Ironically, these platforms and networks do a lot of good for emotional capital, symbolism, and mutual influence. Daniel Goleman’s work on emotional intelligence reminds us that empathy and social skill are not luxuries of leadership but its prerequisites. To lead is to be seen feeling.
For instance, I belong to one platform where I suspect a popular Kaduna senator and activist is active. I observe that despite politicians being mostly despised due to failure to meet expectations, the man is like an idol on the platform. Many times I see members resort to passionate prayers during primary elections and other moments, as if they benefit directly from him. This is because they feel connected to him: liable, psychologically bonded to defend him, and invested enough to feel personal gain in his progress and loss in his grief. What we witness is what Benedict Anderson called “imagined communities” collapsing distance into intimacy; what Sherry Turkle warns could be shallow, here becomes a reservoir of loyalty.

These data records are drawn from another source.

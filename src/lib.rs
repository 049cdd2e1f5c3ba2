//! docxmerge - Pure-Rust mail merge from spreadsheets into Word templates
//!
//! This crate fills the MERGEFIELDs of a DOCX template with the rows of a spreadsheet
//! (XLSX/XLS/ODS), writes one document per row and bulk-converts them to PDF.
//!
//! # Quick Start
//!
//! ```rust,no_run
//! use docxmerge::{GeneratorBuilder, LogProgress, MergeSession, SofficeConverter};
//!
//! fn main() -> Result<(), Box<dyn std::error::Error>> {
//!     let mut session = MergeSession::new();
//!     session
//!         .select_template("contract.docx")
//!         .select_dataset("customers.xlsx")
//!         .select_output_dir("out");
//!
//!     // Load both files; every merge field gets a default data source
//!     session.load()?;
//!
//!     // One PDF per row, named after the "Name" column
//!     let builder = GeneratorBuilder::new().with_filename_template("{Name} contract");
//!     let report = session.generate(builder, &SofficeConverter::new(), &mut LogProgress)?;
//!     println!("{}", report.summary());
//!
//!     Ok(())
//! }
//! ```
//!
//! # Choosing data sources
//!
//! Each merge field is mapped to a [`Selector`]: a spreadsheet column, an empty value or the
//! current date.
//!
//! ```rust,no_run
//! use docxmerge::{MergeSession, Selector};
//!
//! # fn main() -> Result<(), docxmerge::MergeError> {
//! let mut session = MergeSession::new();
//! session.select_template("contract.docx").select_dataset("customers.xlsx");
//! session.load()?;
//!
//! session.set_selector("Customer", Selector::Column("Company".to_string()))?;
//! session.set_selector("Remarks", Selector::LeaveEmpty)?;
//! session.set_selector("Date", Selector::CurrentDate)?;
//! # Ok(())
//! # }
//! ```
//!
//! # Filenames
//!
//! ```rust
//! use docxmerge::{clean_filename, extract_placeholders, Cell, Dataset, validation_message};
//!
//! let dataset = Dataset::new("customers.xlsx", vec![Some("Name".to_string())], vec![vec![Cell::from("Acme")]]);
//!
//! assert_eq!(extract_placeholders("{ Name } contract"), vec!["Name"]);
//! assert!(validation_message("{Name} contract", &dataset).is_empty());
//! assert!(validation_message("{Nope}", &dataset).starts_with("Unknown column: {Nope}"));
//! assert_eq!(clean_filename("a/b?.docx"), "ab.docx");
//! ```

mod api;
mod builder;
mod error;
mod filename;
mod formatter;
mod mapper;
mod output;
mod parser;
mod placeholder;
mod progress;
mod resolver;
mod sanitize;
mod security;
mod session;
mod types;

// 公開API
pub use api::{
    Selector, SheetSelector, DEFAULT_FIELD_DATE_FORMAT, DEFAULT_FILE_DATE_FORMAT,
    FILENAME_DEFAULT_TEXT, ILLEGAL_CHARACTERS, TEMP_DIR_NAME,
};
pub use builder::{Generator, GeneratorBuilder};
pub use error::MergeError;
pub use filename::{
    generate_filename, help_text, is_default_template, validate_template, validation_message,
};
pub use mapper::resolve_row;
pub use output::{FormatConverter, SofficeConverter};
pub use parser::DocxTemplate;
pub use placeholder::{extract_placeholders, unknown_columns};
pub use progress::{LogProgress, ProgressSink};
pub use resolver::{default_for, FieldMapping};
pub use sanitize::{clean_filename, contains_illegal_chars, detect_illegal_chars};
pub use session::{MergeSession, SessionState};
pub use types::{BatchReport, Cell, Dataset};

/// 表データファイルを読み込む
///
/// # 引数
///
/// * `path` - XLSX/XLS/ODSファイルのパス
/// * `sheet` - 読み込むシート
pub fn load_dataset(
    path: impl AsRef<std::path::Path>,
    sheet: &SheetSelector,
) -> Result<Dataset, MergeError> {
    parser::load_dataset(path.as_ref(), sheet)
}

Social media therefore becomes a vital space for connecting with millions, far and near, creating familiarity that makes people feel you are accessible. That accessibility builds trust, confidence, positive emotion, and even a distant perception of closeness, shared friendship, identity, and ties. As communication scholar Joseph Walther’s social information processing theory demonstrates, people compensate for the absence of nonverbal cues online by hyper-attending to whatever cues remain, a like, a condolence, a joke. Small acts loom large.
The truth is that love and admiration are often inspired by perception or feelings of familiarity, shared memory, interaction, connection, relationship, and understanding. That is why people would mostly choose someone they have come across, whether by chance or at certain times like old friends, classmates, over unknown faces: because of emotional connection. Psychologists call this the “mere exposure effect,” validated by Zajonc’s research: familiarity breeds affinity.
What is clear from the story is that Elon Musk seems to have earned negative emissions from perceived indifference, because to many, silence or indifference is the “big man” way. He may have lost the opportunity embedded in symbolism, the chance, even occasionally, to make members feel worthy of interaction, to inspire them with empathy, to give a sense of belonging and add value. The poorest persons on Twitter, as Oates noted, may indeed have access to more beauty and meaning because they trade in the currency of attention.
Being a big man means an opportunity to exert one’s authority by leading, contributing to discourse, offering guidance, even joking, if only to make people feel good. For as the saying goes, even a smile is charity, and it is the least that the big man or wealthy man can offer to the so-called downtrodden, rather than disregard or distance, especially when proximity is already a fact. It is not less a snub.